Decision Diffie-Hellman (DDH)

The Decision Diffie-Hellman (DDH) assumption is a common assumption made to construct a wide variety of primitives. It is the weakest of assumption of the common Diffie-Hellman type assumptions. And being able to break Computational Diffie-Hellman (CDH) and Discrete Logarithm (DLOG) immediately break DDH.

Formal assumption

Let ${\displaystyle \mathbb {G} =\{\mathbb {G} _{\lambda }\}}$ be a group ensemble. Then, we say that the Decision Diffie-Hellman (DDH) assumption holds for ${\displaystyle \mathbb {G} }$ if for any efficient algorithm ${\displaystyle A}$, there is a negligible function ${\displaystyle \nu }$ such that,

${\displaystyle |\Pr[A(g,g^{x},g^{y},g^{xy})=1]-\Pr[A(g,g^{x},g^{y},g^{z})=1]|\leq \nu (\lambda ),}$

where ${\displaystyle g}$ is a random generator of the group ${\displaystyle \mathbb {G} _{\lambda }}$, ${\displaystyle x,y,z}$ are all uniform on ${\displaystyle |\mathbb {G} _{\lambda }|}$.
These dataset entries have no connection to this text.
//! Lost updates from unsynchronized read-modify-write increments.
//!
//! `counter += 1` is a read, an add and a write. When several threads run
//! that sequence on the same cell without a lock or an atomic, increments
//! that interleave overwrite each other and are lost.

use std::{cell::UnsafeCell, ptr, thread};

use tracing::debug;

/// Number of worker threads per trial.
pub const NUM_WORKERS: usize = 10;
/// Increments performed by each worker.
pub const ITERATIONS: u64 = 100_000;
/// Number of trials.
pub const NUM_TRIALS: usize = 5;

/// A counter shared between threads with no synchronization at all.
pub struct UnsyncCounter {
    value: UnsafeCell<u64>,
}

/// Deliberately unsound: concurrent increments race on `value`. Volatile
/// accesses keep every read and write in the generated code, so the race
/// shows up as lost updates rather than being folded away.
unsafe impl Sync for UnsyncCounter {}

impl UnsyncCounter {
    pub fn new() -> Self {
        Self {
            value: UnsafeCell::new(0),
        }
    }

    /// Non-atomic `value += 1`.
    #[inline(never)]
    pub fn increment(&self) {
        let cell = self.value.get();
        unsafe {
            let current = ptr::read_volatile(cell);
            ptr::write_volatile(cell, current.wrapping_add(1));
        }
    }

    pub fn get(&self) -> u64 {
        unsafe { ptr::read_volatile(self.value.get()) }
    }

    pub fn reset(&self) {
        unsafe { ptr::write_volatile(self.value.get(), 0) }
    }
}

impl Default for UnsyncCounter {
    fn default() -> Self {
        Self::new()
    }
}

/// Outcome of one trial.
#[derive(Debug, Clone, Copy, PartialEq, Eq)]
pub struct TrialOutcome {
    pub trial: usize,
    pub final_value: u64,
    pub expected: u64,
}

impl TrialOutcome {
    pub fn lost(&self) -> u64 {
        self.expected.saturating_sub(self.final_value)
    }

    pub fn loss_percent(&self) -> f64 {
        if self.expected == 0 {
            return 0.0;
        }
        self.lost() as f64 / self.expected as f64 * 100.0
    }
}

/// Reset `counter`, run `workers` threads of `iterations` increments each
/// and join them.
pub fn run_trial(
    counter: &UnsyncCounter,
    trial: usize,
    workers: usize,
    iterations: u64,
) -> TrialOutcome {
    counter.reset();
    thread::scope(|scope| {
        for _ in 0..workers {
            scope.spawn(|| {
                for _ in 0..iterations {
                    counter.increment();
                }
            });
        }
    });

    let outcome = TrialOutcome {
        trial,
        final_value: counter.get(),
        expected: workers as u64 * iterations,
    };
    debug!("Trial {} finished: {:?}", trial, outcome);
    outcome
}

/// Run `trials` trials on one counter.
pub fn run_trials(trials: usize, workers: usize, iterations: u64) -> Vec<TrialOutcome> {
    let counter = UnsyncCounter::new();
    (0..trials)
        .map(|trial| run_trial(&counter, trial, workers, iterations))
        .collect()
}

#[cfg(test)]
mod tests {
    use super::*;

    #[test]
    fn test_single_worker_loses_nothing() {
        let counter = UnsyncCounter::new();
        let outcome = run_trial(&counter, 0, 1, 10_000);
        assert_eq!(outcome.final_value, 10_000);
        assert_eq!(outcome.lost(), 0);
        assert_eq!(outcome.loss_percent(), 0.0);
    }

    #[test]
    fn test_final_value_bounded() {
        let workers = 4;
        let iterations = 50_000;
        for outcome in run_trials(3, workers, iterations) {
            assert_eq!(outcome.expected, workers as u64 * iterations);
            assert!(outcome.final_value <= outcome.expected);
            assert_eq!(outcome.lost(), outcome.expected - outcome.final_value);
            assert!((0.0..=100.0).contains(&outcome.loss_percent()));
        }
    }

    #[test]
    fn test_counter_reset_between_trials() {
        let counter = UnsyncCounter::new();
        counter.increment();
        counter.increment();
        assert_eq!(counter.get(), 2);
        let outcome = run_trial(&counter, 1, 2, 10);
        assert!(outcome.final_value <= 20);
        assert!(outcome.final_value >= 1);
    }

    #[test]
    fn test_loss_percent() {
        let outcome = TrialOutcome {
            trial: 0,
            final_value: 750,
            expected: 1_000,
        };
        assert_eq!(outcome.lost(), 250);
        assert_eq!(outcome.loss_percent(), 25.0);
    }
}
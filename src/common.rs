use std::fmt;

use tracing::Level;

/// Default number of rows written by the data generator.
pub const DEFAULT_ROWS: usize = 1_000_000;
/// Default path of the generated Parquet file.
pub const DEFAULT_DATA_FILE: &str = "data.parquet";
/// Default number of rows per record batch, on both the write and read side.
pub const DEFAULT_BATCH_SIZE: usize = 65_536;

/// Default bind host of the servers.
pub const DEFAULT_BIND_HOST: &str = "0.0.0.0";
/// Default port of the Arrow Flight server.
pub const DEFAULT_FLIGHT_PORT: u16 = 8815;
/// Default port of the static HTTP server.
pub const DEFAULT_HTTP_PORT: u16 = 8080;

/// Default number of benchmark runs.
pub const DEFAULT_RUNS: usize = 10;
/// Default host the harness connects to for Flight.
pub const DEFAULT_FLIGHT_HOST: &str = "localhost";
/// Default URL the harness downloads the Parquet file from.
pub const DEFAULT_HTTP_URL: &str = "http://localhost:8080/data.parquet";
/// Default directory for persisted reports.
pub const DEFAULT_RESULTS_DIR: &str = "results";

/// The transfer method of a benchmark sample.
#[derive(Debug, Clone, Copy, PartialEq, Eq)]
pub enum Method {
    /// Arrow record batches streamed over Flight.
    Flight,
    /// Parquet file downloaded over HTTP.
    Http,
}

impl Method {
    pub fn label(&self) -> &'static str {
        match self {
            Self::Flight => "Arrow Flight",
            Self::Http => "Parquet HTTP",
        }
    }
}

impl fmt::Display for Method {
    fn fmt(&self, f: &mut fmt::Formatter<'_>) -> fmt::Result {
        f.write_str(self.label())
    }
}

/// Install the global fmt subscriber, writing to stderr.
///
/// Safe to call more than once; later calls are ignored.
pub fn init_tracing(verbose: bool) {
    let level = if verbose { Level::DEBUG } else { Level::INFO };
    let _ = tracing::subscriber::set_global_default(
        tracing_subscriber::FmtSubscriber::builder()
            .with_max_level(level)
            .with_writer(std::io::stderr)
            .finish(),
    );
}

/// Format an integer with `,` thousands separators.
pub fn group_thousands(value: u64) -> String {
    let digits = value.to_string();
    let mut out = String::with_capacity(digits.len() + digits.len() / 3);
    for (i, ch) in digits.chars().enumerate() {
        if i > 0 && (digits.len() - i) % 3 == 0 {
            out.push(',');
        }
        out.push(ch);
    }
    out
}

/// Bytes to mebibytes.
pub fn mib(bytes: u64) -> f64 {
    bytes as f64 / 1024.0 / 1024.0
}

#[cfg(test)]
mod tests {
    use super::*;

    #[test]
    fn test_group_thousands() {
        assert_eq!(group_thousands(0), "0");
        assert_eq!(group_thousands(999), "999");
        assert_eq!(group_thousands(1_000), "1,000");
        assert_eq!(group_thousands(100_000), "100,000");
        assert_eq!(group_thousands(1_000_000), "1,000,000");
    }

    #[test]
    fn test_method_label() {
        assert_eq!(Method::Flight.to_string(), "Arrow Flight");
        assert_eq!(Method::Http.to_string(), "Parquet HTTP");
    }
}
The problem of distinguishing between these two inputs is sometimes also referred to as the Decision Diffie-Hellman problem.

Known attacks

• A quantum computer can compute discrete logarithms (and therefore break DDH) in any group [Sho94]
• The Baby-Step-Giant-Step algorithm computes discrete logarithms in any group in ${\displaystyle O({\sqrt {n}})}$ time and space for groups of order ${\displaystyle n}$. (Which is known to be optimal for generic groups [Sho97])

Relationship to other assumptions

• If DDH is hard in a group, then CDH is also hard in that group.

Implied primitives

• Key Agreement (KA) due to the original work [DH76]

Other notes

Some works define the DDH problem for a fixed generator rather than a random generator. The differences between these two definitions are discussed in [BMZ19].